Thank you for your insight. It does help to know that most people can't hear the difference on AC-3. My larger question was whether the loss that takes place will be a problem in the future. But I suppose nobody can really answer that. One time I got a new soundcard and half my sound files were corrupt on the new card because the old one was doing a slop job of encoding, but it would not recreate the problems on playback. With the quality of conversions available today, I suppose I won't have any significant problems in the future.
I wasn't planning on discussing the Video part of this, but I do have some points:
I must challenge you on your notion that your multi-pass encoding can be any better than CBR, on a level playing field. It is my understanding that -according to the DVD specs- the max bitrate is the max bitrate no matter whether you use VBR or CBR. So if your VBR max is 8000K, then any single GOP (Group of Pictures) cannot be any higher than 8000K, which the CBR at 8000K does at every GOP. Yes, the video may be fine at 6000K, but if a particular GOP needs to be encoded at 9200K, then your max bitrate setting will deny you that bandwitdh. You can't use more than your max on that GOP just because you used less in other GOPs.

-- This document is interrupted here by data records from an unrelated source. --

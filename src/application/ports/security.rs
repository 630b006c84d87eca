// src/application/ports/security.rs
use crate::application::ApplicationResult;
use async_trait::async_trait;

/// One-way password hashing. Hashing is CPU-bound; implementations must not
/// hold shared locks while computing.
#[async_trait]
pub trait PasswordHasher: Send + Sync {
    async fn hash(&self, password: &str) -> ApplicationResult<String>;

    /// Returns whether `password` matches `expected_hash`. A mismatch is
    /// `Ok(false)`; only an unreadable hash or executor failure is an error.
    async fn verify(&self, password: &str, expected_hash: &str) -> ApplicationResult<bool>;
}
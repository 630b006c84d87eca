// src/presentation/http/controllers/service_tokens.rs
use crate::presentation::http::controllers::requests::{ServiceTokenRequest, ServiceTokenResponse};
use crate::presentation::http::error::{HttpResult, IntoHttpResult};
use crate::presentation::http::state::HttpState;
use axum::{Extension, Json};

/// The one operation open to unauthenticated peers: trading registry
/// credentials for a short-lived service API token.
pub async fn issue(
    Extension(state): Extension<HttpState>,
    Json(payload): Json<ServiceTokenRequest>,
) -> HttpResult<Json<ServiceTokenResponse>> {
    state
        .services
        .service_tokens
        .issue(&payload.app_id, &payload.app_secret)
        .await
        .into_http()
        .map(|token| Json(ServiceTokenResponse { token }))
}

In order to be consistent, your JPEG analogy should be comparing 5-pass compression against a single pass compression of 12 (out of 12). You aren't going to get any better than the max allowed by the format, no matter how many passes you do.

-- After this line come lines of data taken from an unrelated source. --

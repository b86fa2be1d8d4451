//! Field codecs: translate entity fields to store commands and back.
//!
//! Each registered field owns a [`FieldCodec`] built from the accessor pair
//! passed to the [`SchemaBuilder`](crate::SchemaBuilder). [`bind`] runs every
//! decoder of a schema against a fetched record; [`encode_fields`] runs every
//! encoder that the [`EncodePolicy`] admits.

use larder_store::{Batch, KvStore, Record};
use tracing::debug;

use crate::annotation::Modifier;
use crate::computed::ComputedBool;
use crate::container::{MapContainer, SetContainer};
use crate::entity::{keys, Entity};
use crate::error::{CodecError, CodecResult};
use crate::scalar::Scalar;
use crate::schema::{Schema, SchemaCache};

/// Everything a decoder may consult besides the entity's own record.
#[derive(Clone, Copy)]
pub struct DecodeContext<'a> {
    pub store: &'a dyn KvStore,
    pub schemas: &'a SchemaCache,
    /// Fail with [`CodecError::MissingReference`] or
    /// [`CodecError::ReferenceCycle`] instead of leaving the reference empty.
    pub strict_references: bool,
    /// Records being decoded on the path from the root entity to here.
    ancestors: Option<&'a Ancestor<'a>>,
}

/// One link of the decode path, kept on the stack of [`bind`].
struct Ancestor<'a> {
    key: &'a str,
    parent: Option<&'a Ancestor<'a>>,
}

impl<'a> DecodeContext<'a> {
    pub fn new(store: &'a dyn KvStore, schemas: &'a SchemaCache) -> Self {
        Self {
            store,
            schemas,
            strict_references: false,
            ancestors: None,
        }
    }

    pub fn strict(mut self, strict_references: bool) -> Self {
        self.strict_references = strict_references;
        self
    }

    /// Whether the record at `key` is already being decoded further up the
    /// path.
    pub fn is_decoding(&self, key: &str) -> bool {
        let mut link = self.ancestors;
        while let Some(ancestor) = link {
            if ancestor.key == key {
                return true;
            }
            link = ancestor.parent;
        }
        false
    }
}

/// Read side of one entity being decoded.
pub struct FieldSource<'a> {
    cx: DecodeContext<'a>,
    prefix: &'a str,
    id: &'a str,
    record: &'a Record,
}

impl<'a> FieldSource<'a> {
    pub fn context(&self) -> DecodeContext<'a> {
        self.cx
    }

    pub fn id(&self) -> &str {
        self.id
    }

    /// Raw text stored under `name` in the entity's record.
    pub fn raw(&self, name: &str) -> Option<&str> {
        self.record.get(name).map(String::as_str)
    }

    /// Key of the separate collection holding field `name`.
    pub fn field_key(&self, name: &str) -> String {
        keys::field_key(self.prefix, self.id, name)
    }
}

/// Write side of one entity being encoded.
pub struct FieldSink<'a> {
    batch: &'a mut Batch,
    prefix: &'a str,
    id: &'a str,
}

impl<'a> FieldSink<'a> {
    pub fn new(batch: &'a mut Batch, prefix: &'a str, id: &'a str) -> Self {
        Self { batch, prefix, id }
    }

    /// Queue `HSET <prefix>:<id> <name> <value>`.
    pub fn write(&mut self, name: &str, value: impl Into<String>) {
        self.batch
            .hset(keys::record_key(self.prefix, self.id), name, value.into());
    }

    pub fn field_key(&self, name: &str) -> String {
        keys::field_key(self.prefix, self.id, name)
    }

    pub fn batch(&mut self) -> &mut Batch {
        &mut *self.batch
    }
}

/// Encode and decode one field of `T`.
pub(crate) trait FieldCodec<T>: Send + Sync {
    fn is_zero(&self, entity: &T) -> bool;

    fn encode(&self, entity: &T, name: &str, sink: &mut FieldSink<'_>) -> CodecResult<()>;

    fn decode(&self, entity: &mut T, name: &str, source: &FieldSource<'_>) -> CodecResult<()>;
}

fn parse_error(field: &str, value: &str, reason: String) -> CodecError {
    CodecError::Parse {
        field: field.to_string(),
        value: value.to_string(),
        reason,
    }
}

pub(crate) struct ScalarField<T, F> {
    pub get: fn(&T) -> &F,
    pub get_mut: fn(&mut T) -> &mut F,
}

impl<T: 'static, F: Scalar> FieldCodec<T> for ScalarField<T, F> {
    fn is_zero(&self, entity: &T) -> bool {
        (self.get)(entity).is_zero()
    }

    fn encode(&self, entity: &T, name: &str, sink: &mut FieldSink<'_>) -> CodecResult<()> {
        if let Some(text) = (self.get)(entity).encode() {
            sink.write(name, text);
        }
        Ok(())
    }

    fn decode(&self, entity: &mut T, name: &str, source: &FieldSource<'_>) -> CodecResult<()> {
        // An absent hash field leaves the current value alone.
        let Some(raw) = source.raw(name) else {
            return Ok(());
        };
        *(self.get_mut)(entity) = F::decode(raw).map_err(|reason| parse_error(name, raw, reason))?;
        Ok(())
    }
}

pub(crate) struct ReferenceField<T, R> {
    pub get: fn(&T) -> &Option<Box<R>>,
    pub get_mut: fn(&mut T) -> &mut Option<Box<R>>,
}

impl<T: 'static, R: Entity> FieldCodec<T> for ReferenceField<T, R> {
    fn is_zero(&self, entity: &T) -> bool {
        (self.get)(entity).is_none()
    }

    fn encode(&self, entity: &T, name: &str, sink: &mut FieldSink<'_>) -> CodecResult<()> {
        match (self.get)(entity) {
            Some(target) => sink.write(name, referenced_id(&**target, name)?),
            None => sink.write(name, ""),
        }
        Ok(())
    }

    fn decode(&self, entity: &mut T, name: &str, source: &FieldSource<'_>) -> CodecResult<()> {
        let id = match source.raw(name) {
            Some(id) if !id.is_empty() => id,
            _ => return Ok(()),
        };
        *(self.get_mut)(entity) = load_reference::<R>(source.context(), id)?.map(Box::new);
        Ok(())
    }
}

pub(crate) struct ReferencesField<T, R> {
    pub get: fn(&T) -> &Vec<R>,
    pub get_mut: fn(&mut T) -> &mut Vec<R>,
}

impl<T: 'static, R: Entity> FieldCodec<T> for ReferencesField<T, R> {
    fn is_zero(&self, entity: &T) -> bool {
        (self.get)(entity).is_empty()
    }

    fn encode(&self, entity: &T, name: &str, sink: &mut FieldSink<'_>) -> CodecResult<()> {
        let ids = (self.get)(entity)
            .iter()
            .map(|target| referenced_id(target, name).map(str::to_string))
            .collect::<CodecResult<Vec<_>>>()?;
        replace_list(sink, name, ids);
        Ok(())
    }

    fn decode(&self, entity: &mut T, name: &str, source: &FieldSource<'_>) -> CodecResult<()> {
        let cx = source.context();
        let ids = cx.store.lrange(&source.field_key(name))?;
        let mut targets = Vec::with_capacity(ids.len());
        for id in &ids {
            match load_reference::<R>(cx, id)? {
                Some(target) => targets.push(target),
                None => debug!(field = name, id = %id, "list member dropped"),
            }
        }
        *(self.get_mut)(entity) = targets;
        Ok(())
    }
}

pub(crate) struct StringsField<T> {
    pub get: fn(&T) -> &Vec<String>,
    pub get_mut: fn(&mut T) -> &mut Vec<String>,
}

impl<T: 'static> FieldCodec<T> for StringsField<T> {
    fn is_zero(&self, entity: &T) -> bool {
        (self.get)(entity).is_empty()
    }

    fn encode(&self, entity: &T, name: &str, sink: &mut FieldSink<'_>) -> CodecResult<()> {
        replace_list(sink, name, (self.get)(entity).iter().cloned());
        Ok(())
    }

    fn decode(&self, entity: &mut T, name: &str, source: &FieldSource<'_>) -> CodecResult<()> {
        *(self.get_mut)(entity) = source.context().store.lrange(&source.field_key(name))?;
        Ok(())
    }
}

pub(crate) struct MapField<T, C> {
    pub get: fn(&T) -> &C,
    pub get_mut: fn(&mut T) -> &mut C,
}

impl<T: 'static, C: MapContainer> FieldCodec<T> for MapField<T, C> {
    fn is_zero(&self, entity: &T) -> bool {
        (self.get)(entity).is_empty()
    }

    fn encode(&self, entity: &T, name: &str, sink: &mut FieldSink<'_>) -> CodecResult<()> {
        let key = sink.field_key(name);
        let batch = sink.batch();
        batch.del(key.clone());
        (self.get)(entity).range(&mut |k, v| {
            batch.hset(key.clone(), k, v);
            true
        });
        Ok(())
    }

    fn decode(&self, entity: &mut T, name: &str, source: &FieldSource<'_>) -> CodecResult<()> {
        let entries = source.context().store.hgetall(&source.field_key(name))?;
        let mut container = C::default();
        for (k, v) in entries {
            container.store(k, v);
        }
        container.setup();
        *(self.get_mut)(entity) = container;
        Ok(())
    }
}

pub(crate) struct SetField<T, C> {
    pub get: fn(&T) -> &C,
    pub get_mut: fn(&mut T) -> &mut C,
}

impl<T: 'static, C: SetContainer> FieldCodec<T> for SetField<T, C> {
    fn is_zero(&self, entity: &T) -> bool {
        (self.get)(entity).is_empty()
    }

    fn encode(&self, entity: &T, name: &str, sink: &mut FieldSink<'_>) -> CodecResult<()> {
        let key = sink.field_key(name);
        let batch = sink.batch();
        batch.del(key.clone());
        (self.get)(entity).range(&mut |member| {
            batch.sadd(key.clone(), member);
            true
        });
        Ok(())
    }

    fn decode(&self, entity: &mut T, name: &str, source: &FieldSource<'_>) -> CodecResult<()> {
        let members = source.context().store.smembers(&source.field_key(name))?;
        let mut container = C::default();
        for member in members {
            container.add(member);
        }
        container.setup();
        *(self.get_mut)(entity) = container;
        Ok(())
    }
}

pub(crate) struct ComputedField<T, B> {
    pub get_mut: fn(&mut T) -> &mut B,
}

impl<T: 'static, B: ComputedBool> FieldCodec<T> for ComputedField<T, B> {
    fn is_zero(&self, _entity: &T) -> bool {
        true
    }

    fn encode(&self, _entity: &T, _name: &str, _sink: &mut FieldSink<'_>) -> CodecResult<()> {
        Ok(())
    }

    fn decode(&self, entity: &mut T, name: &str, source: &FieldSource<'_>) -> CodecResult<()> {
        let value = B::resolve(source.context().store, source.id(), name)?;
        (self.get_mut)(entity).set(value);
        Ok(())
    }
}

/// A field of an embedded composite `E`, reached through the parent `T`.
pub(crate) struct Projected<T, E> {
    pub get: fn(&T) -> &E,
    pub get_mut: fn(&mut T) -> &mut E,
    pub inner: Box<dyn FieldCodec<E>>,
}

impl<T: 'static, E: 'static> FieldCodec<T> for Projected<T, E> {
    fn is_zero(&self, entity: &T) -> bool {
        self.inner.is_zero((self.get)(entity))
    }

    fn encode(&self, entity: &T, name: &str, sink: &mut FieldSink<'_>) -> CodecResult<()> {
        self.inner.encode((self.get)(entity), name, sink)
    }

    fn decode(&self, entity: &mut T, name: &str, source: &FieldSource<'_>) -> CodecResult<()> {
        self.inner.decode((self.get_mut)(entity), name, source)
    }
}

fn referenced_id<'e, R: Entity>(target: &'e R, field: &str) -> CodecResult<&'e str> {
    let id = target.id();
    if id.is_empty() {
        return Err(CodecError::UnsavedReference {
            field: field.to_string(),
        });
    }
    Ok(id)
}

fn replace_list(sink: &mut FieldSink<'_>, name: &str, values: impl IntoIterator<Item = String>) {
    let key = sink.field_key(name);
    let batch = sink.batch();
    batch.del(key.clone());
    for value in values {
        batch.rpush(key.clone(), value);
    }
}

/// Populate `entity` from `record`, the hash stored at `<prefix>:<id>`.
///
/// Fields are decoded in schema order and the first failure aborts the bind.
/// The entity's ID is not touched; callers set it once the bind succeeds.
pub fn bind<T>(
    cx: DecodeContext<'_>,
    schema: &Schema<T>,
    prefix: &str,
    id: &str,
    record: &Record,
    entity: &mut T,
) -> CodecResult<()> {
    let key = keys::record_key(prefix, id);
    if record.is_empty() {
        return Err(CodecError::EmptyRecord { key });
    }

    let frame = Ancestor {
        key: &key,
        parent: cx.ancestors,
    };
    let source = FieldSource {
        cx: DecodeContext {
            ancestors: Some(&frame),
            ..cx
        },
        prefix,
        id,
        record,
    };
    for field in schema.fields() {
        field.codec().decode(entity, field.name(), &source)?;
    }
    Ok(())
}

/// Fetch and decode the entity of type `R` stored under `id`.
///
/// Returns `None` for a missing record, or for a record already being
/// decoded higher up the path (a cycle), unless the context is strict.
pub fn load_reference<R: Entity>(cx: DecodeContext<'_>, id: &str) -> CodecResult<Option<R>> {
    let prefix = keys::prefix::<R>();
    let key = keys::record_key(&prefix, id);
    if cx.is_decoding(&key) {
        if cx.strict_references {
            return Err(CodecError::ReferenceCycle { key });
        }
        debug!(key = %key, "reference cycle cut");
        return Ok(None);
    }
    let record = cx.store.hgetall(&key)?;
    if record.is_empty() {
        if cx.strict_references {
            return Err(CodecError::MissingReference { key });
        }
        debug!(key = %key, "dangling reference left empty");
        return Ok(None);
    }

    let schema = cx.schemas.get::<R>()?;
    let mut target = R::default();
    bind(cx, &schema, &prefix, id, &record, &mut target)?;
    target.base_mut().id = id.to_string();
    target.post_load();
    Ok(Some(target))
}

/// Which fields an encode pass writes.
#[derive(Clone, Copy, Debug, Default, PartialEq, Eq)]
pub struct EncodePolicy {
    /// Leave immutable fields out (every update).
    pub skip_immutable: bool,
    /// Write zero-valued fields instead of leaving the stored value alone.
    pub include_zero_values: bool,
}

impl EncodePolicy {
    pub fn create(include_zero_values: bool) -> Self {
        Self {
            skip_immutable: false,
            include_zero_values,
        }
    }

    pub fn update(include_zero_values: bool) -> Self {
        Self {
            skip_immutable: true,
            include_zero_values,
        }
    }
}

/// Queue the writes for every field of `entity` admitted by `policy`.
///
/// Computed fields are never written. Returns the number of fields encoded.
pub fn encode_fields<T>(
    schema: &Schema<T>,
    entity: &T,
    sink: &mut FieldSink<'_>,
    policy: EncodePolicy,
) -> CodecResult<usize> {
    let mut written = 0;
    for field in schema.fields() {
        if field.is_computed() {
            continue;
        }
        if policy.skip_immutable && field.modifier() == Modifier::Immutable {
            continue;
        }
        if !policy.include_zero_values && field.codec().is_zero(entity) {
            continue;
        }
        field.codec().encode(entity, field.name(), sink)?;
        written += 1;
    }
    Ok(written)
}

I still say the ONLY reason to use VBR is to save space.
Anyway, I am not capturing DV. I am getting this from VHS (VHS sucks, I know). I do have an ATI 9200 based card, and am using VirtualDub for the initial capture and filtering. I am able to capture 640x480 at 30 fps progressive - direct to HUFFYUV lossless with PCM while losing about 1 to 2 frames per hour. LOL, Maybe I will just leave everything uncompressed...at 23 Gigs per hour. With the future of data storage, this should not be a problem for long.
Anyway, then I am using the latest TMPGEnc for MPEG 2 encoding. It finally fully supports MPEG-2. But I will take a look at Cinemacraft. I had not seen that one first hand, yet.
At this point of the discussion, I am leaning toward using the AC-3 to gain the better consistency in the video.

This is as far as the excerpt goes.